### [Problem details]
Each entry below is to be duplicated verbatim.

### [Records for the exercise]
::::::::::

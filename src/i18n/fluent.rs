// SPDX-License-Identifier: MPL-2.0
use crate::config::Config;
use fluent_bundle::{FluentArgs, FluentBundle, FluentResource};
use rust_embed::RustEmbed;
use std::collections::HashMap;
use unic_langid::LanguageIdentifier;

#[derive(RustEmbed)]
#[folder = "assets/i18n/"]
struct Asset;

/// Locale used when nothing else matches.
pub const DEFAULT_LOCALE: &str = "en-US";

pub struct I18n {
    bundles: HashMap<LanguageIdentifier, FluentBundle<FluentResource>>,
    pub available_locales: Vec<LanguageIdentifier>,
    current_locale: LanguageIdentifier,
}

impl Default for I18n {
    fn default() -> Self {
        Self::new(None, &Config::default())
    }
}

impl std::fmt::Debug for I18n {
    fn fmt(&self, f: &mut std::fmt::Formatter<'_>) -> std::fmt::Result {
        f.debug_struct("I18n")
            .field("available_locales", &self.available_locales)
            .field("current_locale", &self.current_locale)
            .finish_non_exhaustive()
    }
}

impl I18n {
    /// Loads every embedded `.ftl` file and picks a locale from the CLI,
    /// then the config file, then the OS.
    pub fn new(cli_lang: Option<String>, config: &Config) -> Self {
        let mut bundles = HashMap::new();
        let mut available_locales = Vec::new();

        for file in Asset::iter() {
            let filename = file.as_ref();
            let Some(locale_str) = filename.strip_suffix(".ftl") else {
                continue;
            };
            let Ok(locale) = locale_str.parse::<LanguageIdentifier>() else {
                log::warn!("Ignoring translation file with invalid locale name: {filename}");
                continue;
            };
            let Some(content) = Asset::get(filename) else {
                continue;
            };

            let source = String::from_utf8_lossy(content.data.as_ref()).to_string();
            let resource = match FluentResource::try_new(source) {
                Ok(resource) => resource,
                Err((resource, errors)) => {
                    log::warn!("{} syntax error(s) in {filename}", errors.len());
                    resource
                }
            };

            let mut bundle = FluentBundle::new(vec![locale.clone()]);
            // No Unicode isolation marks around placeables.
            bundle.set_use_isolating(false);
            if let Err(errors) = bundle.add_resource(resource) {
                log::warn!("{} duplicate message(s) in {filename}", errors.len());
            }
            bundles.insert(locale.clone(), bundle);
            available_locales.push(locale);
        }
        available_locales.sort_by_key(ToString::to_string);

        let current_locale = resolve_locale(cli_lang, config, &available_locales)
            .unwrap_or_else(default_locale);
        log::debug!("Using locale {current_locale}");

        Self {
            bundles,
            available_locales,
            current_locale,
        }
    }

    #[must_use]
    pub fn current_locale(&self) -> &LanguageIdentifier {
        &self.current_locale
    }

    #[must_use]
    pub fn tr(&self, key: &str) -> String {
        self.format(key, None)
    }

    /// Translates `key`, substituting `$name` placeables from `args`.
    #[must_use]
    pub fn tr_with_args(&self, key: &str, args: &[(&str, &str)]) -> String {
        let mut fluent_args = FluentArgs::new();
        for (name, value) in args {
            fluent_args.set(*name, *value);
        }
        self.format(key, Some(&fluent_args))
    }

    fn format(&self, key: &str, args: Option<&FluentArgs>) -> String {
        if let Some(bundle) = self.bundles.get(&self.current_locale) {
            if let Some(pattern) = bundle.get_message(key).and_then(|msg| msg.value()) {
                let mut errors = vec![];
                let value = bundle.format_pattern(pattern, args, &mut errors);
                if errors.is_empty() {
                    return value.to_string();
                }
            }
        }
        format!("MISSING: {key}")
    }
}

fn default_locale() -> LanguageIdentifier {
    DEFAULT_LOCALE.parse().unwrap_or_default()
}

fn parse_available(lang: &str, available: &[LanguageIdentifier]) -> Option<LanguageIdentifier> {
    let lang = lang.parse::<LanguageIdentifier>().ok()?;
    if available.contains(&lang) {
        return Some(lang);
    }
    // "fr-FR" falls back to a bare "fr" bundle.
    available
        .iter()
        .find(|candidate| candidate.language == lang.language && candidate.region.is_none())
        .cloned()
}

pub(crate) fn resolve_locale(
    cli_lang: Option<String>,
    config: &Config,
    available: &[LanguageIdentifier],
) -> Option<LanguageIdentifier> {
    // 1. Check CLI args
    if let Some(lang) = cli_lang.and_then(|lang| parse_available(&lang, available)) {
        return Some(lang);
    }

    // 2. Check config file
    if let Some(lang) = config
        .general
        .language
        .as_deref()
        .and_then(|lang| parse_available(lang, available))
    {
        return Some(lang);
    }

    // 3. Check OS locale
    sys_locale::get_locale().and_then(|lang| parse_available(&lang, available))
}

::::::::::

### [Answer box]
filename src/i18n/fluent.rs
// SPDX-License-Identifier: MPL-2.0
use crate::config::Config;
use fluent_bundle::{FluentArgs, FluentBundle, FluentResource};
use rust_embed::RustEmbed;
use std::collections::HashMap;
use unic_langid::LanguageIdentifier;

#[derive(RustEmbed)]
#[folder = "assets/i18n/"]
struct Asset;

/// Locale used when nothing else matches.
pub const DEFAULT_LOCALE: &str = "en-US";

pub struct I18n {
    bundles: HashMap<LanguageIdentifier, FluentBundle<FluentResource>>,
    pub available_locales: Vec<LanguageIdentifier>,
    current_locale: LanguageIdentifier,
}

impl Default for I18n {
    fn default() -> Self {
        Self::new(None, &Config::default())
    }
}

impl std::fmt::Debug for I18n {
    fn fmt(&self, f: &mut std::fmt::Formatter<'_>) -> std::fmt::Result {
        f.debug_struct("I18n")
            .field("available_locales", &self.available_locales)
            .field("current_locale", &self.current_locale)
            .finish_non_exhaustive()
    }
}

impl I18n {
    /// Loads every embedded `.ftl` file and picks a locale from the CLI,
    /// then the config file, then the OS.
    pub fn new(cli_lang: Option<String>, config: &Config) -> Self {
        let mut bundles = HashMap::new();
        let mut available_locales = Vec::new();

        for file in Asset::iter() {
            let filename = file.as_ref();
            let Some(locale_str) = filename.strip_suffix(".ftl") else {
                continue;
            };
            let Ok(locale) = locale_str.parse::<LanguageIdentifier>() else {
                log::warn!("Ignoring translation file with invalid locale name: {filename}");
                continue;
            };
            let Some(content) = Asset::get(filename) else {
                continue;
            };

            let source = String::from_utf8_lossy(content.data.as_ref()).to_string();
            let resource = match FluentResource::try_new(source) {
                Ok(resource) => resource,
                Err((resource, errors)) => {
                    log::warn!("{} syntax error(s) in {filename}", errors.len());
                    resource
                }
            };

            let mut bundle = FluentBundle::new(vec![locale.clone()]);
            // No Unicode isolation marks around placeables.
            bundle.set_use_isolating(false);
            if let Err(errors) = bundle.add_resource(resource) {
                log::warn!("{} duplicate message(s) in {filename}", errors.len());
            }
            bundles.insert(locale.clone(), bundle);
            available_locales.push(locale);
        }
        available_locales.sort_by_key(ToString::to_string);

        let current_locale = resolve_locale(cli_lang, config, &available_locales)
            .unwrap_or_else(default_locale);
        log::debug!("Using locale {current_locale}");

        Self {
            bundles,
            available_locales,
            current_locale,
        }
    }

    #[must_use]
    pub fn current_locale(&self) -> &LanguageIdentifier {
        &self.current_locale
    }

    #[must_use]
    pub fn tr(&self, key: &str) -> String {
        self.format(key, None)
    }

    /// Translates `key`, substituting `$name` placeables from `args`.
    #[must_use]
    pub fn tr_with_args(&self, key: &str, args: &[(&str, &str)]) -> String {
        let mut fluent_args = FluentArgs::new();
        for (name, value) in args {
            fluent_args.set(*name, *value);
        }
        self.format(key, Some(&fluent_args))
    }

    fn format(&self, key: &str, args: Option<&FluentArgs>) -> String {
        if let Some(bundle) = self.bundles.get(&self.current_locale) {
            if let Some(pattern) = bundle.get_message(key).and_then(|msg| msg.value()) {
                let mut errors = vec![];
                let value = bundle.format_pattern(pattern, args, &mut errors);
                if errors.is_empty() {
                    return value.to_string();
                }
            }
        }
        format!("MISSING: {key}")
    }
}

fn default_locale() -> LanguageIdentifier {
    DEFAULT_LOCALE.parse().unwrap_or_default()
}

fn parse_available(lang: &str, available: &[LanguageIdentifier]) -> Option<LanguageIdentifier> {
    let lang = lang.parse::<LanguageIdentifier>().ok()?;
    if available.contains(&lang) {
        return Some(lang);
    }
    // "fr-FR" falls back to a bare "fr" bundle.
    available
        .iter()
        .find(|candidate| candidate.language == lang.language && candidate.region.is_none())
        .cloned()
}

pub(crate) fn resolve_locale(
    cli_lang: Option<String>,
    config: &Config,
    available: &[LanguageIdentifier],
) -> Option<LanguageIdentifier> {
    // 1. Check CLI args
    if let Some(lang) = cli_lang.and_then(|lang| parse_available(&lang, available)) {
        return Some(lang);
    }

    // 2. Check config file
    if let Some(lang) = config
        .general
        .language
        .as_deref()
        .and_then(|lang| parse_available(lang, available))
    {
        return Some(lang);
    }

    // 3. Check OS locale
    sys_locale::get_locale().and_then(|lang| parse_available(&lang, available))
}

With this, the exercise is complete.